--- Dataset records ---

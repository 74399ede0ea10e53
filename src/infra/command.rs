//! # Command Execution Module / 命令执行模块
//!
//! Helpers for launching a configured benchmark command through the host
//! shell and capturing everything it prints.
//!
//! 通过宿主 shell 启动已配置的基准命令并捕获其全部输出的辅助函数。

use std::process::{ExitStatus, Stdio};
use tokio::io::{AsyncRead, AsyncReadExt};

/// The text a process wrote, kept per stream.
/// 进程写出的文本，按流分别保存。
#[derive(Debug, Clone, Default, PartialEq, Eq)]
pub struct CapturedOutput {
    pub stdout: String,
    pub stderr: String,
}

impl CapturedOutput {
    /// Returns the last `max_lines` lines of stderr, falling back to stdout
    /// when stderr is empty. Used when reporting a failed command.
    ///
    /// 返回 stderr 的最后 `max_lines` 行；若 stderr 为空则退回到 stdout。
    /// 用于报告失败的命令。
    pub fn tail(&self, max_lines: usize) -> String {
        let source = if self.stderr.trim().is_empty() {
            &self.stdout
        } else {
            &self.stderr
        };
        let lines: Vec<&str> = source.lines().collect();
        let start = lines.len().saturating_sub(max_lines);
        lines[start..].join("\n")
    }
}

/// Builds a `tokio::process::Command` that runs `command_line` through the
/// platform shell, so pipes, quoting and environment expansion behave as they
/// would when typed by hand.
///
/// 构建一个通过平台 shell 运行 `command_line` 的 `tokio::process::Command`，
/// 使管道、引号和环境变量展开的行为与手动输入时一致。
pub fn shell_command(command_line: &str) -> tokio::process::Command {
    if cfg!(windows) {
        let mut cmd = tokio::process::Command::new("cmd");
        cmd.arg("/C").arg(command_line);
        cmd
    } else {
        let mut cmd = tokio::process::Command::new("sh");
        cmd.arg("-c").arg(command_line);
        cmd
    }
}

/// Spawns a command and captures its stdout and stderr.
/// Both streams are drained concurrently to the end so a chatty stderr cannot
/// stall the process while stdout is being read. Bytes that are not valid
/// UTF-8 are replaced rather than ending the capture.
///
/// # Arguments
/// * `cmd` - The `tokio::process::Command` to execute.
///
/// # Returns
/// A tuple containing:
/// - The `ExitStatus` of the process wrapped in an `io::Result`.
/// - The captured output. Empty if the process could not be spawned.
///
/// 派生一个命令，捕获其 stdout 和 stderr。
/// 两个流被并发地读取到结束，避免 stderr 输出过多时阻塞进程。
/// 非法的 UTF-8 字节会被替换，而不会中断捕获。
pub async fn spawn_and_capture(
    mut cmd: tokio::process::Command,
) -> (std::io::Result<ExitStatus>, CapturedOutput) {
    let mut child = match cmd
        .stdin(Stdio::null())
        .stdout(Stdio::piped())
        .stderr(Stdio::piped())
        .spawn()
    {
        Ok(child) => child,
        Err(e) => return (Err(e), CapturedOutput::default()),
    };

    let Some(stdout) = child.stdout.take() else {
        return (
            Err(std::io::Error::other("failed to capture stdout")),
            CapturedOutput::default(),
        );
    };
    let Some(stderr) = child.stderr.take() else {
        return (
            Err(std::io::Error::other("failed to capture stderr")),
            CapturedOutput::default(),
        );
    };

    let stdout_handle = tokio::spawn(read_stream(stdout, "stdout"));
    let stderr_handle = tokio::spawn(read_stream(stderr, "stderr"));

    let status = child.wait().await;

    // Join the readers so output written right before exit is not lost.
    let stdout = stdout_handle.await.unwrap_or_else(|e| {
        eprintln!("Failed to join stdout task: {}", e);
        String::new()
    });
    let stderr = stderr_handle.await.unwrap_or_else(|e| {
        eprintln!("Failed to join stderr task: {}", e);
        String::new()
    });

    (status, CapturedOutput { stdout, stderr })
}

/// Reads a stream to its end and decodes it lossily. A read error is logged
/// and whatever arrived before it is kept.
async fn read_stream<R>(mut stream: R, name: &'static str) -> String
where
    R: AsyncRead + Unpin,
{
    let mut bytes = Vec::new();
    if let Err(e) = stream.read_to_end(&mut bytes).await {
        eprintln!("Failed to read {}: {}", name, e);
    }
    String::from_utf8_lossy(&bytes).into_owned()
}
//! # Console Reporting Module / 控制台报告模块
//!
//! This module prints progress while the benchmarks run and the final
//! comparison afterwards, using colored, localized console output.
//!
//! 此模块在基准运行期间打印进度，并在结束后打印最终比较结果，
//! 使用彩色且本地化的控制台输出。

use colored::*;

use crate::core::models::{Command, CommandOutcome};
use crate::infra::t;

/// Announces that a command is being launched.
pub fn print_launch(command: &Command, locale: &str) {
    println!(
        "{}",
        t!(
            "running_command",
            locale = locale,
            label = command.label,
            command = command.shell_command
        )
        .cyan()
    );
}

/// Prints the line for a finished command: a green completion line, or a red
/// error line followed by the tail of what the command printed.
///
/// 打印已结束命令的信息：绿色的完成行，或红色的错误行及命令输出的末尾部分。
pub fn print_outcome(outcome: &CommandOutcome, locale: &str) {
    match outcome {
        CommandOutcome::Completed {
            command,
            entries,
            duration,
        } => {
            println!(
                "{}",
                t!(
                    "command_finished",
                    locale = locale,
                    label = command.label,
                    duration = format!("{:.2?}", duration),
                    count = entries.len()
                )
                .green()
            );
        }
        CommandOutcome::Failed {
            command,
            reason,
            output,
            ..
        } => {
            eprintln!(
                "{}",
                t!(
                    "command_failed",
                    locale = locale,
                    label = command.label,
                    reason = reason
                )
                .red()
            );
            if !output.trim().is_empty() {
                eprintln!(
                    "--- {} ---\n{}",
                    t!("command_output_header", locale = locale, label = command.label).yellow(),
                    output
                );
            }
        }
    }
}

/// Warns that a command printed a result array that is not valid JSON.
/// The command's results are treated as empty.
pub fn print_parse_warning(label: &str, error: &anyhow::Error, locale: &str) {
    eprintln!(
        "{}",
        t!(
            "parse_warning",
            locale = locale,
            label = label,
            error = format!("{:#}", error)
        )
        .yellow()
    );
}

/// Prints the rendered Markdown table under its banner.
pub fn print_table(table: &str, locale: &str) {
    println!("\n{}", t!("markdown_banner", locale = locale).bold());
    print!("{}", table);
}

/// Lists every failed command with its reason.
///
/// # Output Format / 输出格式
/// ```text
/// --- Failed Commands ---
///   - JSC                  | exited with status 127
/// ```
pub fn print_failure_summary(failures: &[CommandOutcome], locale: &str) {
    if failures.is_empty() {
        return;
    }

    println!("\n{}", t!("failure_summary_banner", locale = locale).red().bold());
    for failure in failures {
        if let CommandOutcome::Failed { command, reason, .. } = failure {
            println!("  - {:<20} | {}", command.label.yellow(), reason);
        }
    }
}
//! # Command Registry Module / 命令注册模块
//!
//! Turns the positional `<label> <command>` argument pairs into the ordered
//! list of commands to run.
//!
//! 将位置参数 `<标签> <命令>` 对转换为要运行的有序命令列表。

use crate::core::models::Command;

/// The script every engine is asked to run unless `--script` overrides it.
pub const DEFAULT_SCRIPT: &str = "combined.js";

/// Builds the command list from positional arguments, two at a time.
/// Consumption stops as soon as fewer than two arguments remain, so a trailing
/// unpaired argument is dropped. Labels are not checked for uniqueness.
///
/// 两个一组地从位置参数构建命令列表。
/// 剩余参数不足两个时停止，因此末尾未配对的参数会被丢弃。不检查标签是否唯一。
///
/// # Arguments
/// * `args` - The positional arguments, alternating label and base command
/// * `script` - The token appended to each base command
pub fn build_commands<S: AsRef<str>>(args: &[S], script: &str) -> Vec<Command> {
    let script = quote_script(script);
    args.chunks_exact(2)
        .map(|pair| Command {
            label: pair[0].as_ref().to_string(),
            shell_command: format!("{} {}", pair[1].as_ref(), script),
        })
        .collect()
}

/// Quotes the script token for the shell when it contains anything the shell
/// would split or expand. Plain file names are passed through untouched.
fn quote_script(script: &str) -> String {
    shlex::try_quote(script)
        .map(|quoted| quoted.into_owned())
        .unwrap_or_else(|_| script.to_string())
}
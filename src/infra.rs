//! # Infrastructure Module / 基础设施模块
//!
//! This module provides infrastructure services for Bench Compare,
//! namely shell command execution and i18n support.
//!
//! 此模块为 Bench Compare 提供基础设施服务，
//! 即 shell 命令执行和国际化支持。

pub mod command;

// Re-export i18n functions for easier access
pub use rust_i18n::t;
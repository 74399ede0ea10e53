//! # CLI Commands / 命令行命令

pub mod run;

--- What you will do ---
Using the listing, copy every line where the word "kept" shows up.

--- Your solution ---
/// The text a process wrote, kept per stream.
/// and whatever arrived before it is kept.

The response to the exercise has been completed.